A client starts an LDAP session by connecting to an LDAP server, called a Directory System Agent (DSA), by default on TCP and UDP port 389, or on port 636 for LDAPS. Global Catalog is available by default on ports 3268, and 3269 for LDAPS. The client then sends an operation request to the server, and the server sends responses in return.

The client may request the following operations:

StartTLS – use the LDAPv3 Transport Layer Security (TLS) extension for a secure connection

Question No: 939 – (Topic 5)

A security administrator has been tasked to ensure access to all network equipment is controlled by a central server such as TACACS . This type of implementation supports which of the following risk mitigation strategies?

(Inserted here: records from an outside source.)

//! Workspace context
//!
//! A [`WorkspaceContext`] is created once per CLI invocation from flags and
//! the OS environment, and is immutable afterwards. Project workspaces are
//! discovered by walking up from the current directory; the user workspace
//! lives at `$MCPADRE_USER_DIR` (or `$HOME/.mcpadre`) and also overlays
//! project workspaces as the fallback scope.

use std::collections::HashMap;
use std::path::{Path, PathBuf};

use mcpadre_fs::NormalizedPath;

use crate::dirs::DirectoryResolver;
use crate::error::Result;
use crate::loader::{discover_workspace, find_config_file, load_settings_file};
use crate::resolver::Settings;

/// Which scope a workspace context operates in.
#[derive(Debug, Clone, Copy, PartialEq, Eq)]
pub enum WorkspaceKind {
    Project,
    User,
}

/// The root of everything one command execution sees.
#[derive(Debug)]
pub struct WorkspaceContext {
    kind: WorkspaceKind,
    root: NormalizedPath,
    settings: Settings,
    config_path: PathBuf,
    dirs: DirectoryResolver,
    parent_env: HashMap<String, String>,
}

impl WorkspaceContext {
    /// Open the project workspace containing `cwd`, overlaying the user
    /// scope when a user config exists.
    pub fn open_project(cwd: &Path, env: HashMap<String, String>) -> Result<Self> {
        let (root, config_path) = discover_workspace(cwd)?;
        let project = load_settings_file(&config_path)?;

        let dirs = DirectoryResolver::new(root.clone(), env.clone());
        // An undeterminable user scope just means no user overlay.
        let user = match dirs.user_dir() {
            Ok(user_dir) => match find_config_file(&user_dir)? {
                Some(user_config) => Some(load_settings_file(&user_config)?),
                None => None,
            },
            Err(_) => None,
        };

        Ok(Self {
            kind: WorkspaceKind::Project,
            root: NormalizedPath::new(&root),
            settings: Settings::merge(user, project),
            config_path,
            dirs,
            parent_env: env,
        })
    }

    /// Open the user workspace directly (`--user`).
    pub fn open_user(env: HashMap<String, String>, dir_override: Option<&Path>) -> Result<Self> {
        let probe = DirectoryResolver::new(".", env.clone());
        let root = match dir_override {
            Some(dir) => dir.to_path_buf(),
            None => probe.user_dir()?,
        };

        let config_path = find_config_file(&root)?.ok_or(crate::error::Error::ConfigMissing {
            start: root.clone(),
        })?;
        let file = load_settings_file(&config_path)?;

        Ok(Self {
            kind: WorkspaceKind::User,
            root: NormalizedPath::new(&root),
            settings: Settings::from_single(file),
            config_path,
            dirs: DirectoryResolver::new(root, env.clone()),
            parent_env: env,
        })
    }

    pub fn kind(&self) -> WorkspaceKind {
        self.kind
    }

    /// Workspace root directory.
    pub fn root(&self) -> &NormalizedPath {
        &self.root
    }

    /// The merged, effective settings.
    pub fn settings(&self) -> &Settings {
        &self.settings
    }

    /// The writable config file for this scope.
    pub fn config_path(&self) -> &Path {
        &self.config_path
    }

    /// Directory resolver rooted at this workspace.
    pub fn dirs(&self) -> &DirectoryResolver {
        &self.dirs
    }

    /// The parent environment snapshot taken at startup.
    pub fn parent_env(&self) -> &HashMap<String, String> {
        &self.parent_env
    }
}

#[cfg(test)]
mod tests {
    use super::*;
    use std::fs;
    use tempfile::TempDir;

    fn env_with_user_dir(dir: &Path) -> HashMap<String, String> {
        let mut env = HashMap::new();
        env.insert("HOME".to_string(), "/nonexistent".to_string());
        env.insert(
            "MCPADRE_USER_DIR".to_string(),
            dir.to_string_lossy().into_owned(),
        );
        env
    }

    #[test]
    fn test_open_project_without_user_scope() {
        let temp = TempDir::new().unwrap();
        let user_dir = TempDir::new().unwrap();
        fs::write(
            temp.path().join("mcpadre.yaml"),
            "mcpServers:\n  echo:\n    shell:\n      command: cat\n",
        )
        .unwrap();

        let ctx =
            WorkspaceContext::open_project(temp.path(), env_with_user_dir(user_dir.path()))
                .unwrap();
        assert_eq!(ctx.kind(), WorkspaceKind::Project);
        assert!(ctx.settings().servers.contains_key("echo"));
        assert!(ctx.config_path().ends_with("mcpadre.yaml"));
    }

    #[test]
    fn test_open_project_overlays_user_scope() {
        let temp = TempDir::new().unwrap();
        let user_dir = TempDir::new().unwrap();
        fs::write(
            temp.path().join("mcpadre.yaml"),
            "mcpServers:\n  project-srv:\n    shell:\n      command: cat\n",
        )
        .unwrap();
        fs::write(
            user_dir.path().join("mcpadre.yaml"),
            "mcpServers:\n  user-srv:\n    shell:\n      command: cat\n",
        )
        .unwrap();

        let ctx =
            WorkspaceContext::open_project(temp.path(), env_with_user_dir(user_dir.path()))
                .unwrap();
        assert!(ctx.settings().servers.contains_key("project-srv"));
        assert!(ctx.settings().servers.contains_key("user-srv"));
    }

    #[test]
    fn test_open_user_requires_config() {
        let user_dir = TempDir::new().unwrap();
        let result = WorkspaceContext::open_user(env_with_user_dir(user_dir.path()), None);
        assert!(result.is_err());

        fs::write(
            user_dir.path().join("mcpadre.yaml"),
            "mcpServers:\n  u:\n    shell:\n      command: cat\n",
        )
        .unwrap();
        let ctx = WorkspaceContext::open_user(env_with_user_dir(user_dir.path()), None).unwrap();
        assert_eq!(ctx.kind(), WorkspaceKind::User);
        assert!(ctx.settings().servers.contains_key("u"));
    }

    #[test]
    fn test_open_user_with_dir_override() {
        let override_dir = TempDir::new().unwrap();
        fs::write(
            override_dir.path().join("mcpadre.json"),
            r#"{"mcpServers":{"j":{"shell":{"command":"cat"}}}}"#,
        )
        .unwrap();

        let ctx = WorkspaceContext::open_user(HashMap::new(), Some(override_dir.path())).unwrap();
        assert!(ctx.settings().servers.contains_key("j"));
    }
}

  1. User rights and permissions review

  2. Change management

  3. Data loss prevention

  4. Implement procedures to prevent data theft

Answer: A Explanation:

Terminal Access Controller Access-Control System (TACACS, and variations like XTACACS and TACACS ) is a client/server-oriented environment, and it operates in a manner similar to RADIUS. Furthermore TACACS allows for credential to be accepted from multiple methods. Thus you can perform user rights and permission reviews with TACACS .

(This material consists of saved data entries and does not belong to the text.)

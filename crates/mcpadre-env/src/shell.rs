//! Shell environment manager
//!
//! Shell servers own no materialized state: the configured command is
//! template-resolved and handed to the system shell. Drift never occurs.

use async_trait::async_trait;
use mcpadre_config::ShellSpec;

use crate::Result;
use crate::provider::{
    DriftReport, EnvironmentProvider, LaunchSpec, ProviderContext, UpgradePolicy,
};

pub struct ShellProvider {
    spec: ShellSpec,
}

impl ShellProvider {
    pub fn new(spec: ShellSpec) -> Self {
        Self { spec }
    }
}

/// The system shell used to interpret shell commands.
fn system_shell() -> (&'static str, &'static str) {
    if cfg!(windows) {
        ("cmd.exe", "/C")
    } else {
        ("/bin/sh", "-c")
    }
}

#[async_trait]
impl EnvironmentProvider for ShellProvider {
    fn kind(&self) -> &'static str {
        "shell"
    }

    async fn ensure_prerequisites(&self, _ctx: &ProviderContext) -> Result<()> {
        Ok(())
    }

    async fn detect_drift(
        &self,
        _ctx: &ProviderContext,
        _policy: UpgradePolicy,
    ) -> Result<DriftReport> {
        Ok(DriftReport::sync())
    }

    async fn materialize(&self, _ctx: &ProviderContext, _report: &DriftReport) -> Result<()> {
        Ok(())
    }

    async fn build_launch(&self, ctx: &ProviderContext) -> Result<LaunchSpec> {
        // `command` arrives already template-resolved; the runner
        // substitutes bindings before constructing this provider. Shell
        // servers own no server directory, so they run at the workspace
        // root.
        let (shell, flag) = system_shell();
        Ok(LaunchSpec {
            program: shell.to_string(),
            args: vec![flag.to_string(), self.spec.command.as_str().to_string()],
            cwd: ctx.workspace_root.to_native(),
            env: ctx.child_env(),
        })
    }
}
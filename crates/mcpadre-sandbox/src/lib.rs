//! OS-level sandboxing for mcpadre server processes
//!
//! Turns a per-server [`SandboxConfig`](mcpadre_config::SandboxConfig) into
//! a finalized allow-list of absolute paths, then wraps the launch command
//! with the platform isolation tool:
//!
//! - **Linux**: bubblewrap (`bwrap`) with fresh namespaces and bind mounts
//! - **macOS**: `sandbox-exec` with a generated Scheme policy
//! - **Other**: a warning no-op passthrough
//!
//! Argv/policy generation is pure over the finalized config; filesystem
//! probing lives behind [`PathProbe`] so the generators stay unit-testable.

pub mod bwrap;
pub mod error;
pub mod passthrough;
pub mod platform;
pub mod resolve;
pub mod seatbelt;

pub use error::{Error, Result};
pub use platform::{Sandbox, WrappedCommand, create_sandbox};
pub use resolve::{FinalizedSandboxConfig, OsPathProbe, PathProbe, SandboxWorkspace,
    resolve_sandbox_config};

Question No: 940 – (Topic 5)

A security administrator must implement a system that will support and enforce the following file system access control model:

FILE NAMESECURITY LABEL

Employees.docConfidential Salary.xlsConfidential OfficePhones.xlsUnclassified PersonalPhones.xlsRestricted

Which of the following should the security administrator implement?

  1. White and black listing

  2. SCADA system

  3. Trusted OS

  4. Version control

Answer: C Explanation:

A trusted operating system (TOS) is any operating system that meets the government’s requirements for security. Trusted OS uses a form of Mandatory access control called Multi-Level Security.

The Mandatory access control (MAC) is a form of access control commonly employed by government and military environments. MAC specifies that access is granted based on a set of rules rather than at the discretion of a user. The rules that govern MAC are hierarchical in nature and are often called sensitivity labels, security domains, or classifications.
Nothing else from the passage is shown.